We’re already 5 days into 2012 and each time I sit in front of my laptop and start to put fingers to keyboard to do my 2011 round-up post, I find that words start to fail me.
Because what do I say about 2011?
Whilst the year as a whole came with many ups and downs – ups which were super high and downs which were super low, I cannot say that it was the best year of my life. And yet the year, 2011, contained the most amazing day of my life to date.
On the 03rd of June 2011 I was blessed with the most amazing gift ever – my son Kade Ethan entered my life the way he continues to fulfill it – with wonder and surprise. He has healed me in ways that I didn’t even realise I was broken. He has healed my husband in ways I didn’t realise *he* was broken. And he is a shining light to all that share our lives. I love him more than my heart can handle and he is teaching me to love life’s smallest treasures again.

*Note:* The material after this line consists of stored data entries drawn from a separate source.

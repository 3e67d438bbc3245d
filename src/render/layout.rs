//! Page shell and the chrome shared by every documentation page.

use crate::render::pages::{COMPONENTS, GUIDES};
use crate::render::{escape, Document, RenderContext, RenderError, RenderTarget};

/// Assemble a complete HTML document. Every target must be present.
pub fn full_page(doc: &Document) -> Result<String, RenderError> {
    let region = |target: RenderTarget| -> Result<String, RenderError> {
        Ok(target.wrap(doc.require(target)?, ""))
    };

    let mut html = String::with_capacity(16 * 1024);
    html.push_str("<!DOCTYPE html>\n<html lang=\"en\">\n<head>\n");
    html.push_str("<meta charset=\"utf-8\">\n");
    html.push_str("<meta name=\"viewport\" content=\"width=device-width, initial-scale=1\">\n");
    html.push_str(&region(RenderTarget::Title)?);
    html.push('\n');
    html.push_str("<link rel=\"stylesheet\" href=\"/assets/css/output.css\">\n");
    html.push_str("<link rel=\"icon\" href=\"/favicon.ico\">\n");
    html.push_str("<script defer src=\"/assets/js/htmx.min.js\"></script>\n");
    html.push_str("<script type=\"module\" src=\"/assets/js/datastar.js\"></script>\n");
    html.push_str("</head>\n<body>\n");
    html.push_str(&region(RenderTarget::Header)?);
    html.push_str("\n<div class=\"layout\">\n");
    html.push_str(&region(RenderTarget::Sidebar)?);
    html.push('\n');
    html.push_str(&region(RenderTarget::Content)?);
    html.push('\n');
    html.push_str(&region(RenderTarget::Toc)?);
    html.push_str("\n</div>\n");
    html.push_str(&region(RenderTarget::Footer)?);
    html.push_str("\n</body>\n</html>\n");
    Ok(html)
}

/// Page title text, e.g. `Button - templUI`.
pub fn title(page_title: &str, ctx: &RenderContext) -> String {
    if page_title.is_empty() {
        escape(&ctx.site_name)
    } else {
        format!("{} - {}", escape(page_title), escape(&ctx.site_name))
    }
}

/// Header with the site name and the cached star count.
pub fn header(ctx: &RenderContext) -> String {
    format!(
        concat!(
            "<a href=\"/\" class=\"brand\">{name}</a>",
            "<a href=\"{repo}\" class=\"github-stars\" target=\"_blank\" rel=\"noopener\">",
            "<span class=\"star-count\">{stars}</span> stars</a>"
        ),
        name = escape(&ctx.site_name),
        repo = escape(&ctx.repository_url),
        stars = format_count(ctx.stars),
    )
}

/// Navigation listing guides and components; the current page is marked.
pub fn sidebar(ctx: &RenderContext) -> String {
    let mut html = String::from("<ul class=\"nav\">");
    let guides = GUIDES.iter().map(|(path, label)| (path.to_string(), *label));
    let components = COMPONENTS
        .iter()
        .map(|c| (format!("/docs/components/{}", c.slug), c.name));

    for (path, label) in guides.chain(components) {
        let current = if path == ctx.path { " aria-current=\"page\"" } else { "" };
        html.push_str(&format!(
            "<li><a href=\"{p}\" hx-get=\"{p}\" hx-target=\"#content\" hx-swap=\"outerHTML\" hx-push-url=\"true\"{current}>{label}</a></li>",
            p = escape(&path),
            label = escape(label),
        ));
    }
    html.push_str("</ul>");
    html
}

/// Table of contents from `(anchor, label)` pairs.
pub fn toc(entries: &[(String, String)]) -> String {
    let mut html = String::from("<p class=\"toc-title\">On this page</p><ul>");
    for (anchor, label) in entries {
        html.push_str(&format!(
            "<li><a href=\"#{}\">{}</a></li>",
            escape(anchor),
            escape(label)
        ));
    }
    html.push_str("</ul>");
    html
}

pub fn footer(ctx: &RenderContext) -> String {
    format!(
        "<p>Built with {} &middot; <a href=\"{}\">Source</a></p>",
        escape(&ctx.site_name),
        escape(&ctx.repository_url)
    )
}

/// Compact count for the header badge: 950, 1.2k, 12k.
pub fn format_count(n: u64) -> String {
    match n {
        0..=999 => n.to_string(),
        1_000..=9_999 => {
            let tenths = n / 100;
            if tenths % 10 == 0 {
                format!("{}k", tenths / 10)
            } else {
                format!("{}.{}k", tenths / 10, tenths % 10)
            }
        }
        _ => format!("{}k", n / 1000),
    }
}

I’ve been honored to share in the births of many other such gifts and to see the healing that they have brought to their respective families. I’ve been blessed to share in my close friend’s pregnancy and to see the healing her pregnancy has brought her and her family. So much joy has filled the days of 2011.
But there has also been sadness, hurt and anger. Trials and tribulations that family and friends have had to face and conquer. I am so proud that I am connected to a wealth of people who in the face of adversity, find the strength to let the sadness knock them down and once they’ve allowed that sadness to keep them down for long enough, to extend the middle finger and triumph over that adversity. You know who you are, and you inspire me.
I have grown so much as a person in 2011. I realised that I could give of myself responsibly and still be a good friend and family member. That allowing myself to put myself first does NOT make me a bad person. Just the opposite in fact – it makes me a better one. I’ve realised that letting go of toxicity is the best thing I can do for myself and for those around me.
I’ve fallen more in love with my body than I’ve been in a long time and have let go of plenty of past hurts. I’m free-er than I used to be. That’s not to say that I don’t still have a lot to work on cos I sure do, but I hope to continue in 2012 in the manner in which I started in 2011. I have some goals I have set myself and I will be doing my best to achieve them. One little step at a time.
I have high hopes for 2012, that my learning will continue as I draw closer to God and explore the structure that is my family. Here’s to an amazing 2012 my friends.
May it bring all of you the desires of your hearts and the happiness you deserve!